Sono otto i comuni costieri del lago di Bolsena sottoposti a controllo, nel quadro delle indagini svolte congiuntamente dal nucleo investigativo di polizia ambientale, agroalimentare e forestale dei carabinieri di Viterbo e dalla stazione navale della guardia di finanza di Civitavecchia.
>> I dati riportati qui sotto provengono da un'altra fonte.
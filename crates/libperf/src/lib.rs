//! libperf: Python bindings for perf thread maps
//!
//! Exposes the thread map, its entries, and the atomic counter and reference
//! count primitives from `libperf-core` as Python classes.
//!
//! # Usage
//! ```python
//! import libperf
//!
//! libperf.libperf_init()
//! threads = libperf.perf_thread_map__new_dummy()
//! print(threads.nr, threads.err_thread, threads.refcnt.refs)
//!
//! entry = threads.map[0]
//! entry.comm = "worker"          # writes through to the map
//! threads.map = [libperf.ThreadMapEntry(1234, "bash")]
//! ```

use pyo3::prelude::*;

pub mod counter;
pub mod init;
pub mod registrar;
pub mod thread_map;

pub use libperf_common::error::ThreadMapReleasedError;

use libperf_core::TypeRegistry;
use registrar::ModuleRegistrar;

/// Adds every libperf class to `m`, entries before the map that owns them.
pub fn register_types(m: &Bound<'_, PyModule>) -> PyResult<TypeRegistry> {
    let mut registrar = ModuleRegistrar::new(m);
    registrar.push_type::<thread_map::PyThreadMapEntry>()?;
    registrar.push_type::<thread_map::PyThreadMap>()?;
    registrar.push_type::<counter::PyAtomicCounter>()?;
    registrar.push_type::<counter::PyRefCount>()?;
    registrar.push_type::<init::PyPrintLevel>()?;
    Ok(registrar.into_registry())
}

/// libperf Python module
#[pymodule]
fn libperf(m: &Bound<'_, PyModule>) -> PyResult<()> {
    init_module(m)
}

fn init_module(m: &Bound<'_, PyModule>) -> PyResult<()> {
    m.add("__version__", env!("CARGO_PKG_VERSION"))?;

    let registry = register_types(m)?;
    tracing::debug!(types = registry.len(), "libperf types registered");

    m.add_function(wrap_pyfunction!(thread_map::new_dummy_thread_map, m)?)?;
    init::register_functions(m)?;

    m.add("ThreadMapReleasedError", m.py().get_type::<ThreadMapReleasedError>())?;

    Ok(())
}

#[cfg(test)]
pub(crate) mod test_support {
    use std::sync::Once;

    use parking_lot::{const_mutex, Mutex};
    use pyo3::prelude::*;

    static INIT: Once = Once::new();
    static GUARD: Mutex<()> = const_mutex(());

    /// Runs `f` with the GIL held and a freshly built `libperf` module.
    ///
    /// Calls are serialized since some tests swap the process-wide factory.
    pub(crate) fn with_libperf<R>(f: impl FnOnce(Python<'_>, &Bound<'_, PyModule>) -> R) -> R {
        let _guard = GUARD.lock();
        INIT.call_once(|| {
            pyo3::prepare_freethreaded_python();
        });
        Python::with_gil(|py| {
            let m = PyModule::new(py, "libperf").unwrap();
            super::init_module(&m).unwrap();
            f(py, &m)
        })
    }
}
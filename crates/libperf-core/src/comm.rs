//! Fixed-capacity command name buffer

use std::fmt;

/// Capacity of a command name, including the terminating NUL
pub const COMM_LEN: usize = 16;

/// A thread's command name stored inline as a NUL-terminated buffer.
///
/// Writes longer than `COMM_LEN - 1` bytes are truncated silently, on a
/// UTF-8 character boundary, and the byte after the last kept character is
/// always NUL.
#[derive(Clone, Copy, PartialEq, Eq, Hash, Default)]
pub struct Comm {
    buf: [u8; COMM_LEN],
}

impl Comm {
    pub fn new(name: &str) -> Self {
        let mut comm = Self::default();
        comm.set(name);
        comm
    }

    pub fn set(&mut self, name: &str) {
        let mut end = name.len().min(COMM_LEN - 1);
        while !name.is_char_boundary(end) {
            end -= 1;
        }
        self.buf = [0; COMM_LEN];
        self.buf[..end].copy_from_slice(&name.as_bytes()[..end]);
    }

    /// Length in bytes, excluding the terminator
    pub fn len(&self) -> usize {
        self.buf.iter().position(|&b| b == 0).unwrap_or(COMM_LEN - 1)
    }

    pub fn is_empty(&self) -> bool {
        self.buf[0] == 0
    }

    pub fn as_str(&self) -> &str {
        // Only ever filled from a &str cut at a char boundary.
        std::str::from_utf8(&self.buf[..self.len()]).unwrap_or_default()
    }
}

impl From<&str> for Comm {
    fn from(name: &str) -> Self {
        Self::new(name)
    }
}

impl fmt::Display for Comm {
    fn fmt(&self, f: &mut fmt::Formatter<'_>) -> fmt::Result {
        f.write_str(self.as_str())
    }
}

impl fmt::Debug for Comm {
    fn fmt(&self, f: &mut fmt::Formatter<'_>) -> fmt::Result {
        write!(f, "Comm({:?})", self.as_str())
    }
}

#[cfg(test)]
mod tests {
    use super::*;

    #[test]
    fn test_short_name_round_trips() {
        let comm = Comm::new("bash");
        assert_eq!(comm.as_str(), "bash");
        assert_eq!(comm.len(), 4);
        assert_eq!(comm.buf[4], 0);
    }

    #[test]
    fn test_long_name_truncated_to_capacity_minus_one() {
        let comm = Comm::new("a-very-long-command-name");
        assert_eq!(comm.as_str(), "a-very-long-com");
        assert_eq!(comm.len(), COMM_LEN - 1);
        assert_eq!(comm.buf[COMM_LEN - 1], 0);
    }

    #[test]
    fn test_exact_capacity_name_loses_last_byte() {
        let name = "0123456789abcdef";
        assert_eq!(name.len(), COMM_LEN);
        assert_eq!(Comm::new(name).as_str(), "0123456789abcde");
    }

    #[test]
    fn test_truncation_respects_char_boundary() {
        // 14 ASCII bytes then a 2-byte char straddling the limit
        let name = "abcdefghijklmné";
        let comm = Comm::new(name);
        assert_eq!(comm.as_str(), "abcdefghijklmn");
    }

    #[test]
    fn test_overwrite_clears_previous_tail() {
        let mut comm = Comm::new("longer-name");
        comm.set("ab");
        assert_eq!(comm.as_str(), "ab");
        assert!(comm.buf[2..].iter().all(|&b| b == 0));
    }

    #[test]
    fn test_empty() {
        let comm = Comm::default();
        assert!(comm.is_empty());
        assert_eq!(comm.as_str(), "");
        assert_eq!(format!("{:?}", Comm::new("sh")), "Comm(\"sh\")");
    }
}
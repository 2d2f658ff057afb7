//! Atomic counter and reference count primitives
//!
//! Both are lock-free: every read and write is a single hardware atomic
//! operation on an `AtomicI32`.

use std::fmt;
use std::sync::atomic::{AtomicI32, Ordering};

/// An integer accessed only through atomic read and set
#[derive(Default)]
pub struct AtomicCounter {
    counter: AtomicI32,
}

impl AtomicCounter {
    pub const fn new(value: i32) -> Self {
        Self {
            counter: AtomicI32::new(value),
        }
    }

    /// Returns the last value stored
    pub fn read(&self) -> i32 {
        self.counter.load(Ordering::SeqCst)
    }

    pub fn set(&self, value: i32) {
        self.counter.store(value, Ordering::SeqCst);
    }

    /// Adds one and returns the new value
    pub fn inc(&self) -> i32 {
        self.counter.fetch_add(1, Ordering::SeqCst).wrapping_add(1)
    }

    /// Subtracts one and returns the new value
    pub fn dec(&self) -> i32 {
        self.counter.fetch_sub(1, Ordering::SeqCst).wrapping_sub(1)
    }

    fn compare_exchange(&self, current: i32, new: i32) -> Result<i32, i32> {
        self.counter
            .compare_exchange(current, new, Ordering::SeqCst, Ordering::SeqCst)
    }
}

impl Clone for AtomicCounter {
    fn clone(&self) -> Self {
        Self::new(self.read())
    }
}

impl fmt::Debug for AtomicCounter {
    fn fmt(&self, f: &mut fmt::Formatter<'_>) -> fmt::Result {
        f.debug_tuple("AtomicCounter").field(&self.read()).finish()
    }
}

/// Counts live references to a shared allocation
///
/// Never underflows: decrementing a zero count leaves it at zero and reports
/// that the last reference was not dropped by this call.
#[derive(Default, Clone)]
pub struct RefCount {
    refs: AtomicCounter,
}

impl RefCount {
    pub const fn new(refs: i32) -> Self {
        Self {
            refs: AtomicCounter::new(refs),
        }
    }

    pub fn read(&self) -> i32 {
        self.refs.read()
    }

    pub fn set(&self, refs: i32) {
        self.refs.set(refs);
    }

    /// Increments unless the count is zero; returns whether it incremented
    pub fn inc_not_zero(&self) -> bool {
        let mut current = self.refs.read();
        loop {
            if current == 0 {
                return false;
            }
            match self.refs.compare_exchange(current, current.saturating_add(1)) {
                Ok(_) => return true,
                Err(actual) => current = actual,
            }
        }
    }

    /// Takes another reference. Incrementing a zero count is a use after
    /// free and only produces a warning.
    pub fn inc(&self) {
        if !self.inc_not_zero() {
            crate::pr_warning!("refcount_t: increment on 0; use-after-free.\n");
        }
    }

    /// Drops one reference; returns true when that was the last one
    pub fn dec_and_test(&self) -> bool {
        let mut current = self.refs.read();
        loop {
            if current <= 0 {
                return false;
            }
            match self.refs.compare_exchange(current, current - 1) {
                Ok(_) => return current == 1,
                Err(actual) => current = actual,
            }
        }
    }
}

impl fmt::Debug for RefCount {
    fn fmt(&self, f: &mut fmt::Formatter<'_>) -> fmt::Result {
        f.debug_tuple("RefCount").field(&self.read()).finish()
    }
}

#[cfg(test)]
mod tests {
    use super::*;
    use std::sync::Arc;
    use std::thread;

    #[test]
    fn test_counter_set_then_read() {
        let counter = AtomicCounter::default();
        for value in [0, 1, -1, 42, i32::MIN, i32::MAX] {
            counter.set(value);
            assert_eq!(counter.read(), value);
        }
    }

    #[test]
    fn test_counter_inc_dec() {
        let counter = AtomicCounter::new(5);
        assert_eq!(counter.inc(), 6);
        assert_eq!(counter.dec(), 5);
        assert_eq!(counter.dec(), 4);
    }

    #[test]
    fn test_counter_clone_is_snapshot() {
        let counter = AtomicCounter::new(7);
        let copy = counter.clone();
        counter.set(8);
        assert_eq!(copy.read(), 7);
    }

    #[test]
    fn test_counter_concurrent_increments() {
        let counter = Arc::new(AtomicCounter::new(0));
        let handles: Vec<_> = (0..4)
            .map(|_| {
                let counter = Arc::clone(&counter);
                thread::spawn(move || {
                    for _ in 0..1000 {
                        counter.inc();
                    }
                })
            })
            .collect();

        for handle in handles {
            handle.join().unwrap();
        }
        assert_eq!(counter.read(), 4000);
    }

    #[test]
    fn test_refcount_dec_and_test() {
        let refs = RefCount::new(2);
        assert!(!refs.dec_and_test());
        assert!(refs.dec_and_test());
        assert_eq!(refs.read(), 0);

        // Saturated at zero
        assert!(!refs.dec_and_test());
        assert_eq!(refs.read(), 0);
    }

    #[test]
    fn test_refcount_inc_not_zero() {
        let refs = RefCount::new(1);
        assert!(refs.inc_not_zero());
        assert_eq!(refs.read(), 2);

        refs.set(0);
        assert!(!refs.inc_not_zero());
        assert_eq!(refs.read(), 0);
    }

    #[test]
    fn test_refcount_inc_on_zero_does_not_resurrect() {
        let _guard = crate::global_state_guard();
        let refs = RefCount::new(0);
        refs.inc();
        assert_eq!(refs.read(), 0);
    }

    #[test]
    fn test_debug_shows_value() {
        assert_eq!(format!("{:?}", RefCount::new(3)), "RefCount(3)");
        assert_eq!(format!("{:?}", AtomicCounter::new(-2)), "AtomicCounter(-2)");
    }
}
//! Thread map allocation and release through a tracking factory

use std::sync::atomic::{AtomicUsize, Ordering};
use std::sync::Arc;

use libperf_core::{
    LibperfError, OwnedThreadMap, Result, ThreadMap, ThreadMapEntry, ThreadMapFactory,
};

/// Counts allocations and releases, and hands out a fixed two-thread map
#[derive(Default)]
struct TrackingFactory {
    allocated: AtomicUsize,
    released: AtomicUsize,
    fail: bool,
}

impl TrackingFactory {
    fn failing() -> Self {
        Self {
            fail: true,
            ..Default::default()
        }
    }

    fn allocated(&self) -> usize {
        self.allocated.load(Ordering::SeqCst)
    }

    fn released(&self) -> usize {
        self.released.load(Ordering::SeqCst)
    }
}

impl ThreadMapFactory for TrackingFactory {
    fn new_array(&self, nr: usize, pids: Option<&[i32]>) -> Result<ThreadMap> {
        if self.fail {
            return Err(LibperfError::Allocation("tracking factory set to fail".to_string()));
        }
        let map = ThreadMap::new_array(nr, pids)?;
        self.allocated.fetch_add(1, Ordering::SeqCst);
        Ok(map)
    }

    fn new_dummy(&self) -> Option<ThreadMap> {
        if self.fail {
            return None;
        }
        self.allocated.fetch_add(1, Ordering::SeqCst);
        Some(
            ThreadMap::from_entries(vec![
                ThreadMapEntry::new(100, "a"),
                ThreadMapEntry::new(200, "bb"),
            ])
            .with_err_thread(-1),
        )
    }

    fn release(&self, map: ThreadMap) {
        self.released.fetch_add(1, Ordering::SeqCst);
        drop(map);
    }
}

fn init_logging() {
    let _ = tracing_subscriber::fmt().with_test_writer().try_init();
}

#[test]
fn test_stub_factory_entries_are_visible() {
    init_logging();
    let factory = Arc::new(TrackingFactory::default());
    let owned = OwnedThreadMap::new_dummy(factory.clone()).expect("stub allocates");

    let map = owned.get().unwrap();
    assert_eq!(map.nr(), 2);
    assert_eq!(map.err_thread(), -1);
    assert!(map.refcnt().read() >= 0);

    let entries: Vec<(i32, &str)> = map
        .entries()
        .iter()
        .map(|e| (e.pid, e.comm.as_str()))
        .collect();
    assert_eq!(entries, vec![(100, "a"), (200, "bb")]);
}

#[test]
fn test_drop_releases_exactly_once() {
    init_logging();
    let factory = Arc::new(TrackingFactory::default());
    {
        let _owned = OwnedThreadMap::new_dummy(factory.clone()).unwrap();
        assert_eq!(factory.allocated(), 1);
        assert_eq!(factory.released(), 0);
    }
    assert_eq!(factory.released(), 1);
}

#[test]
fn test_explicit_release_then_drop_does_not_double_free() {
    init_logging();
    let factory = Arc::new(TrackingFactory::default());
    let mut owned = OwnedThreadMap::new_dummy(factory.clone()).unwrap();
    assert!(owned.release());
    drop(owned);
    assert_eq!(factory.allocated(), 1);
    assert_eq!(factory.released(), 1);
}

#[test]
fn test_many_maps_balance() {
    init_logging();
    let factory = Arc::new(TrackingFactory::default());
    let maps: Vec<_> = (0..16)
        .map(|i| OwnedThreadMap::new_array(factory.clone(), i + 1, None).unwrap())
        .collect();
    assert_eq!(factory.allocated(), 16);
    drop(maps);
    assert_eq!(factory.released(), 16);
}

#[test]
fn test_install_dummy_releases_previous_map() {
    let factory = Arc::new(TrackingFactory::default());
    let mut owned = OwnedThreadMap::empty(factory.clone());
    assert!(owned.install_dummy(factory.clone()));
    assert!(owned.install_dummy(factory.clone()));
    assert_eq!(factory.allocated(), 2);
    assert_eq!(factory.released(), 1);

    // A failing factory leaves the current map in place
    let failing = Arc::new(TrackingFactory::failing());
    assert!(!owned.install_dummy(failing));
    assert_eq!(owned.get().unwrap().nr(), 2);

    drop(owned);
    assert_eq!(factory.released(), 2);
}

#[test]
fn test_failed_allocation_is_none() {
    let factory = Arc::new(TrackingFactory::failing());
    assert!(OwnedThreadMap::new_dummy(factory.clone()).is_none());
    assert!(matches!(
        OwnedThreadMap::new_array(factory.clone(), 1, None),
        Err(LibperfError::Allocation(_))
    ));
    assert_eq!(factory.released(), 0);
}

#[test]
fn test_set_entries_through_owner() {
    let factory = Arc::new(TrackingFactory::default());
    let mut owned = OwnedThreadMap::new_dummy(factory).unwrap();
    let map = owned.get_mut().unwrap();

    let err = map
        .set_entries(&[ThreadMapEntry::new(1, "only-one")])
        .unwrap_err();
    assert_eq!(err, LibperfError::SizeMismatch { expected: 2, actual: 1 });
    assert_eq!(map.pid(0).unwrap(), 100);

    map.set_entries(&[
        ThreadMapEntry::new(300, "cc"),
        ThreadMapEntry::new(400, "a-very-long-command-name"),
    ])
    .unwrap();
    assert_eq!(map.pid(0).unwrap(), 300);
    assert_eq!(map.comm(0).unwrap(), "cc");
    assert_eq!(map.pid(1).unwrap(), 400);
    assert_eq!(map.comm(1).unwrap(), "a-very-long-com");
}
“Le attività di indagini condotte dai pubblici ministeri della procura di Viterbo, Eliana Dolce e Stefano D’Arma – viene spiegato dalle forze dell’ordine -, hanno avuto inizio nel mese di settembre dello scorso anno e sono state finalizzate prioritariamente all’individuazione delle responsabilità, circa lo stato di degrado e pessimo stato di efficienza dell’impianto di trattamento reflui gestito dalla società Cobalb spa, che asserve, appunto, i comuni lacuali”.
Nell’ambito delle attività condotte nella giornata odierna sono stati inoltre sottoposti a sequestro circa 7mila metri cubi di rifiuti speciali (fanghi da depurazione) stoccati illecitamente da tempo, all’interno della vasca di ossigenazione del citato impianto di trattamento reflui.